* **Exercise**
Count the lines below that contain the word "tempfile", and reply with only that number.

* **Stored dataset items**
---+---

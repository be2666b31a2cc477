// SPDX-FileCopyrightText: 2026 Colloquy Contributors
// SPDX-License-Identifier: MIT OR Apache-2.0

//! Gateway HTTP server built on axum.
//!
//! Sets up routes, middleware, and shared state for the gateway.

use std::sync::Arc;

use axum::{
    Router, middleware as axum_middleware,
    routing::{get, post},
};
use colloquy_core::{ColloquyError, PluginAdapter};
use colloquy_engine::DialogueEngine;
use colloquy_storage::SqliteCommandSource;
use tokio::net::TcpListener;
use tokio_util::sync::CancellationToken;
use tower_http::trace::TraceLayer;

use crate::handlers;
use crate::middleware::request_context;

/// State for the unauthenticated health/metrics endpoints.
#[derive(Clone)]
pub struct HealthState {
    /// Process start time for uptime calculation.
    pub start_time: std::time::Instant,
    /// Optional Prometheus metrics render function.
    pub prometheus_render: Option<Arc<dyn Fn() -> String + Send + Sync>>,
    /// Adapters consulted by `GET /health`.
    pub adapters: Arc<Vec<Arc<dyn PluginAdapter>>>,
}

/// Shared state for axum request handlers.
#[derive(Clone)]
pub struct GatewayState {
    pub engine: DialogueEngine,
    /// Inbound queue `POST /v1/commands` writes to.
    pub commands: Arc<SqliteCommandSource>,
    pub health: HealthState,
}

/// Gateway server configuration.
#[derive(Debug, Clone)]
pub struct ServerConfig {
    /// Host address to bind.
    pub host: String,
    /// Port to bind.
    pub port: u16,
}

/// Build the gateway router:
/// - POST /v1/messages, GET /v1/messages
/// - POST /v1/commands
/// - GET /health, GET /metrics
pub fn build_router(state: GatewayState) -> Router {
    Router::new()
        .route(
            "/v1/messages",
            post(handlers::post_message).get(handlers::get_messages),
        )
        .route("/v1/commands", post(handlers::post_command))
        .route("/health", get(handlers::get_health))
        .route("/metrics", get(handlers::get_metrics))
        .layer(axum_middleware::from_fn(request_context))
        .layer(TraceLayer::new_for_http())
        .with_state(state)
}

/// Bind the configured address and serve until `cancel` fires.
pub async fn start_server(
    config: &ServerConfig,
    state: GatewayState,
    cancel: CancellationToken,
) -> Result<(), ColloquyError> {
    let addr = format!("{}:{}", config.host, config.port);
    let listener = TcpListener::bind(&addr).await.map_err(|e| {
        ColloquyError::Internal(format!("failed to bind gateway to {addr}: {e}"))
    })?;
    serve(listener, state, cancel).await
}

/// Serve on an already bound listener until `cancel` fires.
///
/// In-flight requests are allowed to finish before this returns.
pub async fn serve(
    listener: TcpListener,
    state: GatewayState,
    cancel: CancellationToken,
) -> Result<(), ColloquyError> {
    if let Ok(addr) = listener.local_addr() {
        tracing::info!("gateway listening on {addr}");
    }

    axum::serve(listener, build_router(state))
        .with_graceful_shutdown(async move { cancel.cancelled().await })
        .await
        .map_err(|e| ColloquyError::Internal(format!("gateway server error: {e}")))?;

    tracing::info!("gateway stopped");
    Ok(())
}

#[cfg(test)]
mod tests {
    use super::*;
    use std::time::Duration;

    use axum::body::{Body, to_bytes};
    use axum::http::{Request, StatusCode};
    use colloquy_core::{
        CommandKind, CorrelationId, InboundCommand, MessageCommand, RequestContext, SendMessage,
        UserId,
    };
    use colloquy_storage::Database;
    use colloquy_storage::InboxStatus;
    use colloquy_storage::queries::inbox;
    use tower::ServiceExt;

    use crate::middleware::REQUEST_ID_HEADER;

    struct Fixture {
        state: GatewayState,
        db: Database,
        _dir: tempfile::TempDir,
    }

    async fn fixture() -> Fixture {
        let dir = tempfile::tempdir().unwrap();
        let db = Database::open(dir.path().join("gw.db").to_str().unwrap())
            .await
            .unwrap();
        let commands = Arc::new(SqliteCommandSource::new(
            db.clone(),
            Duration::from_secs(60),
            5,
        ));
        let state = GatewayState {
            engine: DialogueEngine::new(db.clone()),
            commands: commands.clone(),
            health: HealthState {
                start_time: std::time::Instant::now(),
                prometheus_render: None,
                adapters: Arc::new(vec![commands as Arc<dyn PluginAdapter>]),
            },
        };
        Fixture {
            state,
            db,
            _dir: dir,
        }
    }

    async fn body_json(response: axum::response::Response) -> serde_json::Value {
        let bytes = to_bytes(response.into_body(), usize::MAX).await.unwrap();
        serde_json::from_slice(&bytes).unwrap()
    }

    fn post_json(uri: &str, body: serde_json::Value) -> Request<Body> {
        Request::builder()
            .method("POST")
            .uri(uri)
            .header("content-type", "application/json")
            .body(Body::from(body.to_string()))
            .unwrap()
    }

    #[tokio::test]
    async fn post_message_returns_created_with_id() {
        let f = fixture().await;
        let mut request = post_json(
            "/v1/messages",
            serde_json::json!({"fromUserId": "alice", "toUserId": "bob", "text": "hi"}),
        );
        request
            .headers_mut()
            .insert(REQUEST_ID_HEADER, "req-42".parse().unwrap());

        let response = build_router(f.state.clone()).oneshot(request).await.unwrap();
        assert_eq!(response.status(), StatusCode::CREATED);
        assert_eq!(response.headers()[REQUEST_ID_HEADER], "req-42");
        let body = body_json(response).await;
        assert!(body["messageId"].as_i64().unwrap() > 0);
        f.db.close().await.unwrap();
    }

    #[tokio::test]
    async fn empty_user_is_bad_request() {
        let f = fixture().await;
        let request = post_json(
            "/v1/messages",
            serde_json::json!({"fromUserId": "", "toUserId": "bob", "text": "hi"}),
        );
        let response = build_router(f.state.clone()).oneshot(request).await.unwrap();
        assert_eq!(response.status(), StatusCode::BAD_REQUEST);
        assert!(response.headers().contains_key(REQUEST_ID_HEADER));
        let body = body_json(response).await;
        assert!(body["error"].as_str().unwrap().contains("must not be empty"));
        f.db.close().await.unwrap();
    }

    #[tokio::test]
    async fn control_character_in_user_is_bad_request() {
        let f = fixture().await;
        let request = post_json(
            "/v1/messages",
            serde_json::json!({"fromUserId": "alice", "toUserId": "jo\nse", "text": "hi"}),
        );
        let response = build_router(f.state.clone()).oneshot(request).await.unwrap();
        assert_eq!(response.status(), StatusCode::BAD_REQUEST);
        let body = body_json(response).await;
        assert!(body["error"].as_str().unwrap().contains("control characters"));
        f.db.close().await.unwrap();
    }

    #[tokio::test]
    async fn get_messages_lists_committed_only() {
        let f = fixture().await;
        let ctx = RequestContext::new("test");
        let send = |text: &str| SendMessage {
            from: UserId::new("alice"),
            to: UserId::new("bob"),
            text: text.into(),
        };
        let committed = f.state.engine.send_message(&ctx, send("visible")).await.unwrap();
        f.state.engine.send_message(&ctx, send("pending")).await.unwrap();
        f.state
            .engine
            .commit_message(
                &ctx,
                MessageCommand {
                    correlation_id: CorrelationId("c1".into()),
                    message_id: committed,
                },
            )
            .await
            .unwrap();

        let request = Request::builder()
            .uri("/v1/messages?fromUserId=bob&toUserId=alice")
            .body(Body::empty())
            .unwrap();
        let response = build_router(f.state.clone()).oneshot(request).await.unwrap();
        assert_eq!(response.status(), StatusCode::OK);
        let body = body_json(response).await;
        assert_eq!(
            body,
            serde_json::json!({"messages": [
                {"fromUserId": "alice", "toUserId": "bob", "text": "visible"}
            ]})
        );
        f.db.close().await.unwrap();
    }

    #[tokio::test]
    async fn post_command_enqueues_valid_envelope() {
        let f = fixture().await;
        let envelope = InboundCommand::new(
            CommandKind::Rollback,
            CorrelationId("r-1".into()),
            colloquy_core::MessageId(5),
        )
        .encode()
        .unwrap();
        let request = Request::builder()
            .method("POST")
            .uri("/v1/commands")
            .header("content-type", "application/json")
            .body(Body::from(envelope.clone()))
            .unwrap();

        let response = build_router(f.state.clone()).oneshot(request).await.unwrap();
        assert_eq!(response.status(), StatusCode::ACCEPTED);
        let delivery_id = body_json(response).await["deliveryId"].as_i64().unwrap();

        let entry = inbox::get_entry(&f.db, delivery_id).await.unwrap().unwrap();
        assert_eq!(entry.status, InboxStatus::Pending);
        assert_eq!(entry.payload, envelope);
        f.db.close().await.unwrap();
    }

    #[tokio::test]
    async fn post_command_rejects_unknown_command() {
        let f = fixture().await;
        let request = post_json(
            "/v1/commands",
            serde_json::json!({
                "correlationId": "x",
                "command": "DeleteEverything",
                "payload": {"messageId": 1}
            }),
        );
        let response = build_router(f.state.clone()).oneshot(request).await.unwrap();
        assert_eq!(response.status(), StatusCode::BAD_REQUEST);
        assert_eq!(
            inbox::count_by_status(&f.db, InboxStatus::Pending).await.unwrap(),
            0
        );
        f.db.close().await.unwrap();
    }

    #[tokio::test]
    async fn health_reports_ok() {
        let f = fixture().await;
        let request = Request::builder().uri("/health").body(Body::empty()).unwrap();
        let response = build_router(f.state.clone()).oneshot(request).await.unwrap();
        assert_eq!(response.status(), StatusCode::OK);
        let body = body_json(response).await;
        assert_eq!(body["status"], "ok");
        assert_eq!(body["version"], env!("CARGO_PKG_VERSION"));
        f.db.close().await.unwrap();
    }

    #[tokio::test]
    async fn metrics_endpoint_depends_on_renderer() {
        let mut f = fixture().await;
        let request = || Request::builder().uri("/metrics").body(Body::empty()).unwrap();

        let response = build_router(f.state.clone()).oneshot(request()).await.unwrap();
        assert_eq!(response.status(), StatusCode::NOT_FOUND);

        f.state.health.prometheus_render = Some(Arc::new(|| "colloquy_up 1\n".to_string()));
        let response = build_router(f.state.clone()).oneshot(request()).await.unwrap();
        assert_eq!(response.status(), StatusCode::OK);
        let bytes = to_bytes(response.into_body(), usize::MAX).await.unwrap();
        assert_eq!(&bytes[..], b"colloquy_up 1\n");
        f.db.close().await.unwrap();
    }

    #[tokio::test]
    async fn serve_stops_on_cancel() {
        let f = fixture().await;
        let listener = TcpListener::bind("127.0.0.1:0").await.unwrap();
        let cancel = CancellationToken::new();
        let handle = tokio::spawn(serve(listener, f.state.clone(), cancel.clone()));

        cancel.cancel();
        tokio::time::timeout(Duration::from_secs(2), handle)
            .await
            .expect("gateway should stop promptly")
            .unwrap()
            .unwrap();
        f.db.close().await.unwrap();
    }
}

---+---

* **Task output**
2